Start of Extracted records

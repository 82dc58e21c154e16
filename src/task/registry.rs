//! Task registry with tracers bound at registration time

use crate::task::descriptor::RegisteredTask;
use crate::trace::tracer::{build_tracer, TraceOptions, Tracer};
use parking_lot::RwLock;
use std::collections::HashMap;
use std::sync::Arc;
use thiserror::Error;

/// Registration errors.
#[derive(Debug, Error)]
pub enum RegistryError {
    /// Each task name must be unique within a worker.
    #[error("task '{0}' is already registered")]
    Duplicate(String),
    /// Lookup of an unregistered task.
    #[error("task '{0}' is not registered")]
    Unknown(String),
}

struct Entry {
    task: Arc<RegisteredTask>,
    tracer: Tracer,
}

/// Registry of tasks a worker can execute.
///
/// Each entry carries the tracer built for it at registration time; the
/// tracer is replaced only through [`rebind_tracer`](Self::rebind_tracer),
/// never mutated in place.
#[derive(Default)]
pub struct TaskRegistry {
    entries: RwLock<HashMap<String, Entry>>,
}

impl TaskRegistry {
    pub fn new() -> Self {
        Self::default()
    }

    /// Register a task and bind a tracer built with the given options.
    pub fn register(
        &self,
        task: RegisteredTask,
        options: TraceOptions,
    ) -> Result<Tracer, RegistryError> {
        let name = task.name.clone();
        let mut entries = self.entries.write();
        if entries.contains_key(&name) {
            return Err(RegistryError::Duplicate(name));
        }
        let task = Arc::new(task);
        let tracer = build_tracer(&name, Arc::clone(&task), options);
        entries.insert(name, Entry {
            task,
            tracer: tracer.clone(),
        });
        Ok(tracer)
    }

    /// Rebuild the tracer for a task after reconfiguration.
    pub fn rebind_tracer(
        &self,
        name: &str,
        options: TraceOptions,
    ) -> Result<Tracer, RegistryError> {
        let mut entries = self.entries.write();
        let entry = entries
            .get_mut(name)
            .ok_or_else(|| RegistryError::Unknown(name.to_string()))?;
        let tracer = build_tracer(name, Arc::clone(&entry.task), options);
        entry.tracer = tracer.clone();
        Ok(tracer)
    }

    /// The tracer bound to a task.
    pub fn tracer(&self, name: &str) -> Option<Tracer> {
        self.entries.read().get(name).map(|e| e.tracer.clone())
    }

    /// The registered task itself.
    pub fn task(&self, name: &str) -> Option<Arc<RegisteredTask>> {
        self.entries.read().get(name).map(|e| Arc::clone(&e.task))
    }

    pub fn has(&self, name: &str) -> bool {
        self.entries.read().contains_key(name)
    }

    pub fn names(&self) -> Vec<String> {
        self.entries.read().keys().cloned().collect()
    }

    pub fn len(&self) -> usize {
        self.entries.read().len()
    }

    pub fn is_empty(&self) -> bool {
        self.entries.read().is_empty()
    }
}

impl std::fmt::Debug for TaskRegistry {
    fn fmt(&self, f: &mut std::fmt::Formatter<'_>) -> std::fmt::Result {
        f.debug_struct("TaskRegistry")
            .field("tasks", &self.names())
            .finish()
    }
}

#[cfg(test)]
mod tests {
    use super::*;
    use crate::backend::MemoryBackend;
    use crate::task::descriptor::TaskOptions;
    use serde_json::json;

    fn echo_task(name: &str) -> RegisteredTask {
        RegisteredTask::from_fn(
            name,
            TaskOptions::default(),
            Arc::new(MemoryBackend::new()),
            |_request, args, _kwargs| async move { Ok(json!({ "echo": args })) },
        )
    }

    #[test]
    fn test_register_and_lookup() {
        let registry = TaskRegistry::new();
        assert!(registry.is_empty());

        registry
            .register(echo_task("echo"), TraceOptions::default())
            .unwrap();
        assert!(registry.has("echo"));
        assert_eq!(registry.len(), 1);
        assert!(registry.tracer("echo").is_some());
        assert!(registry.task("echo").is_some());
        assert!(registry.tracer("missing").is_none());
    }

    #[test]
    fn test_duplicate_registration_rejected() {
        let registry = TaskRegistry::new();
        registry
            .register(echo_task("echo"), TraceOptions::default())
            .unwrap();
        let err = registry
            .register(echo_task("echo"), TraceOptions::default())
            .unwrap_err();
        assert!(matches!(err, RegistryError::Duplicate(_)));
    }

    #[test]
    fn test_rebind_tracer_swaps_options() {
        let registry = TaskRegistry::new();
        registry
            .register(echo_task("echo"), TraceOptions::default())
            .unwrap();
        assert!(!registry.tracer("echo").unwrap().options().eager);

        registry
            .rebind_tracer(
                "echo",
                TraceOptions {
                    eager: true,
                    ..Default::default()
                },
            )
            .unwrap();
        assert!(registry.tracer("echo").unwrap().options().eager);
    }

    #[test]
    fn test_rebind_unknown_task() {
        let registry = TaskRegistry::new();
        let err = registry
            .rebind_tracer("missing", TraceOptions::default())
            .unwrap_err();
        assert!(matches!(err, RegistryError::Unknown(_)));
    }
}
//! The execution tracer
//!
//! A [`Tracer`] is built once per registered task and reused for every
//! invocation. It runs the body on the caller's execution unit, classifies
//! the outcome, and drives the side effects that follow: result
//! persistence, lifecycle signals, callback and chain dispatch, and failure
//! logging. It spawns nothing and suspends only inside the body or a
//! backend call.

use crate::canvas::SubmitOptions;
use crate::config::WorkerConfig;
use crate::error::{BackendError, CanvasError, TaskError, TraceError};
use crate::signals::{SignalHub, TaskSignal};
use crate::task::descriptor::RegisteredTask;
use crate::task::request::{CallOverrides, Kwargs, Request};
use crate::trace::dedup::{should_skip, SuccessSet};
use crate::trace::outcome::{CapturedFailure, TaskState, TraceInfo, Traced};
use crate::trace::policy::{log_failure, resolve, LogPolicy};
use crate::trace::stack::{ExecStack, Optimizations};
use serde_json::Value;
use std::sync::Arc;
use std::time::{Duration, Instant};
use tracing::{debug, info, warn};
use uuid::Uuid;

/// Construction-time options for a tracer.
///
/// The stack encodes call depth for one logical thread of control, so each
/// worker execution unit builds its tracers with its own [`ExecStack`]; the
/// hub, success set and optimizations switch are shared process-wide.
#[derive(Debug, Clone)]
pub struct TraceOptions {
    /// The invocation is synchronous and in-process, bypassing the
    /// transport.
    pub eager: bool,
    /// Re-raise user failures to the caller instead of recording a FAILURE
    /// outcome.
    pub propagate: bool,
    /// Deployment-wide flags.
    pub config: WorkerConfig,
    /// Signal fan-out target.
    pub hub: Arc<SignalHub>,
    /// Deduplication set for acknowledge-late tasks.
    pub successes: Arc<SuccessSet>,
    /// Execution stack of the unit this tracer runs on.
    pub stack: Arc<ExecStack>,
    /// Opt-in worker optimizations.
    pub optimizations: Arc<Optimizations>,
}

impl Default for TraceOptions {
    fn default() -> Self {
        Self {
            eager: false,
            propagate: false,
            config: WorkerConfig::default(),
            hub: Arc::new(SignalHub::new()),
            successes: Arc::new(SuccessSet::new()),
            stack: Arc::new(ExecStack::new()),
            optimizations: Arc::new(Optimizations::new()),
        }
    }
}

/// Build the tracer for a registered task.
pub fn build_tracer(
    name: impl Into<String>,
    task: Arc<RegisteredTask>,
    options: TraceOptions,
) -> Tracer {
    Tracer {
        name: name.into(),
        task,
        options,
    }
}

/// Per-task execution state machine. Cheap to clone; built once per task
/// descriptor and rebuilt only on explicit reconfiguration.
#[derive(Clone)]
pub struct Tracer {
    name: String,
    task: Arc<RegisteredTask>,
    options: TraceOptions,
}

End of Extracted records

> **Description of the task**: Filter the records down to the lines that contain the string "successes", and copy those lines.

> **Solution to the exercise**:
    pub successes: Arc<SuccessSet>,
            successes: Arc::new(SuccessSet::new()),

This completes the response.